Umstrittenes Digitalstudium: Online Arzt werden

An der privaten EDU-Hochschule mit Sitz auf Malta wird digital Medizin studiert – mit Praxisphasen in den Helios-Kliniken. An dem Modell gibt es auch Kritik.

Medizin studieren – das ist für viele ein Traum. Doch in Deutschland sind die Bewerbungskriterien an den staatlichen Unis hart.

Seit Jahren zieht es deutsche Abiturientinnen und Abiturienten deshalb zum Medizinstudium ins Ausland: Private Hochschulen in Polen, Ungarn und Rumänien bieten gegen hohe Gebühren Medizinstudiengänge an, die speziell auf deutsche Studierende zugeschnitten sind, die später wieder in ihre Heimat zurückkehren wollen. Inzwischen gibt es eine zusätzliche Alternative für die, die in Deutschland keinen Studienplatz finden: Die private Hochschule EDU mit Sitz auf Malta bietet den ersten digitalen Medizinstudiengang an.

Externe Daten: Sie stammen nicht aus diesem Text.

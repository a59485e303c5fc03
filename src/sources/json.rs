use std::path::{Path, PathBuf};

use async_trait::async_trait;

use crate::error::CatalogError;
use crate::models::job::JobPosting;
use crate::sources::JobSource;

/// Reads a JSON array of postings (same field names as the seed data).
pub struct JsonFileSource {
    path: PathBuf,
}

impl JsonFileSource {
    pub fn new(path: impl Into<PathBuf>) -> Self {
        Self { path: path.into() }
    }

    pub fn path(&self) -> &Path {
        &self.path
    }
}

#[async_trait]
impl JobSource for JsonFileSource {
    fn name(&self) -> &str {
        "json-file"
    }

    async fn fetch(&self) -> Result<Vec<JobPosting>, CatalogError> {
        let raw = tokio::fs::read(&self.path).await?;
        let jobs: Vec<JobPosting> = serde_json::from_slice(&raw)?;
        tracing::debug!("Read {} postings from {}", jobs.len(), self.path.display());
        Ok(jobs)
    }
}

#[cfg(test)]
mod tests {
    use super::*;

    fn temp_path(name: &str) -> PathBuf {
        std::env::temp_dir().join(format!("jobboard-{}-{name}", std::process::id()))
    }

    #[tokio::test]
    async fn reads_postings_from_file() {
        let path = temp_path("ok.json");
        tokio::fs::write(
            &path,
            r#"[{"id":9,"title":"Rust Engineer","company":"Ferris Co","location":"Remote",
                 "type":"Full-time","category":"software-dev","experienceLevel":"senior-level",
                 "salary":"$160,000 - $190,000","description":"Systems work",
                 "postedDate":"2024-04-01","tags":["Rust"]}]"#,
        )
        .await
        .unwrap();

        let jobs = JsonFileSource::new(&path).fetch().await.unwrap();
        let _ = tokio::fs::remove_file(&path).await;

        assert_eq!(jobs.len(), 1);
        assert_eq!(jobs[0].id, 9);
        assert_eq!(jobs[0].job_type, "Full-time");
        assert_eq!(jobs[0].min_salary(), Some(160_000));
    }

    #[tokio::test]
    async fn missing_file_is_source_unavailable() {
        let err = JsonFileSource::new(temp_path("missing.json"))
            .fetch()
            .await
            .unwrap_err();
        assert!(matches!(err, CatalogError::SourceUnavailable(_)));
    }

    #[tokio::test]
    async fn malformed_json_is_invalid_data() {
        let path = temp_path("bad.json");
        tokio::fs::write(&path, b"{\"not\": \"a list\"}").await.unwrap();

        let err = JsonFileSource::new(&path).fetch().await.unwrap_err();
        let _ = tokio::fs::remove_file(&path).await;

        assert!(matches!(err, CatalogError::InvalidData(_)));
    }
}
use askama::Template;
use chrono::{DateTime, Utc};

use crate::error::CatalogError;
use crate::format::{facet_label, posted_label};
use crate::models::job::JobPosting;
use crate::render::CardRenderer;

#[derive(Template)]
#[template(path = "cards/listing.html")]
struct ListingCardTemplate<'a> {
    job: &'a JobPosting,
    logo: &'a str,
    salary: &'a str,
    level: String,
    posted: String,
}

#[derive(Template)]
#[template(path = "cards/homepage.html")]
struct HomepageCardTemplate<'a> {
    job: &'a JobPosting,
    logo: &'a str,
    salary: &'a str,
    level: String,
    posted: String,
}

/// Card used on the job listings page.
#[derive(Debug, Clone, Copy, Default)]
pub struct ListingCard;

/// Homepage card: company section on top, save and apply buttons in the footer.
#[derive(Debug, Clone, Copy, Default)]
pub struct HomepageCard;

impl CardRenderer for ListingCard {
    fn render_card(&self, job: &JobPosting, now: DateTime<Utc>) -> Result<String, CatalogError> {
        let tmpl = ListingCardTemplate {
            job,
            logo: job.logo_url(),
            salary: job.salary.as_deref().unwrap_or_default(),
            level: facet_label(&job.experience_level),
            posted: posted_label(job.posted_date, now),
        };
        Ok(tmpl.render()?)
    }
}

impl CardRenderer for HomepageCard {
    fn render_card(&self, job: &JobPosting, now: DateTime<Utc>) -> Result<String, CatalogError> {
        let tmpl = HomepageCardTemplate {
            job,
            logo: job.logo_url(),
            salary: job.salary.as_deref().unwrap_or_default(),
            level: facet_label(&job.experience_level),
            posted: posted_label(job.posted_date, now),
        };
        Ok(tmpl.render()?)
    }
}

#[cfg(test)]
mod tests {
    use super::*;
    use chrono::{NaiveDate, TimeZone};

    fn posting() -> JobPosting {
        JobPosting {
            id: 42,
            title: "Backend <Rust> Engineer".into(),
            company: "Crab & Co".into(),
            location: "Remote".into(),
            job_type: "Contract".into(),
            category: "software-dev".into(),
            experience_level: "mid-level".into(),
            salary: None,
            description: "Async services".into(),
            logo: None,
            posted_date: NaiveDate::from_ymd_opt(2024, 3, 10).unwrap(),
            tags: vec!["Rust".into(), "Tokio".into()],
        }
    }

    fn now() -> DateTime<Utc> {
        Utc.with_ymd_and_hms(2024, 3, 12, 8, 0, 0).unwrap()
    }

    #[test]
    fn listing_card_fills_fields() {
        let html = ListingCard.render_card(&posting(), now()).unwrap();
        assert!(html.contains("Posted 2 days ago"));
        assert!(html.contains(r#"<span class="level-text">Mid Level</span>"#));
        assert!(html.contains("https://via.placeholder.com/50"));
        assert!(html.contains(r#"<span class="tag">Tokio</span>"#));
        assert!(!html.contains("save-job-btn"));
    }

    #[test]
    fn cards_escape_text() {
        let html = ListingCard.render_card(&posting(), now()).unwrap();
        assert!(
            html.contains("Backend &#60;Rust&#62; Engineer")
                || html.contains("Backend &lt;Rust&gt; Engineer")
        );
        assert!(!html.contains("<Rust>"));
    }

    #[test]
    fn homepage_card_has_save_button() {
        let html = HomepageCard.render_card(&posting(), now()).unwrap();
        assert!(html.contains("company-section"));
        assert!(html.contains("save-job-btn"));
        assert!(html.contains("Posted 2 days ago"));
    }
}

Das Besondere daran: Die Studierenden besuchen alle theoretischen Lehrveranstaltungen wie Vorlesungen und Seminare online. Sie müssen für die Lehrveranstaltungen also nicht in Malta oder überhaupt am selben Ort wie ihre Kommilitoninnen sein. Den Praxisteil ihres Studiums absolvieren sie an Lehrkrankenhäusern in Deutschland, darunter die Helios-Kliniken, auch in Berlin.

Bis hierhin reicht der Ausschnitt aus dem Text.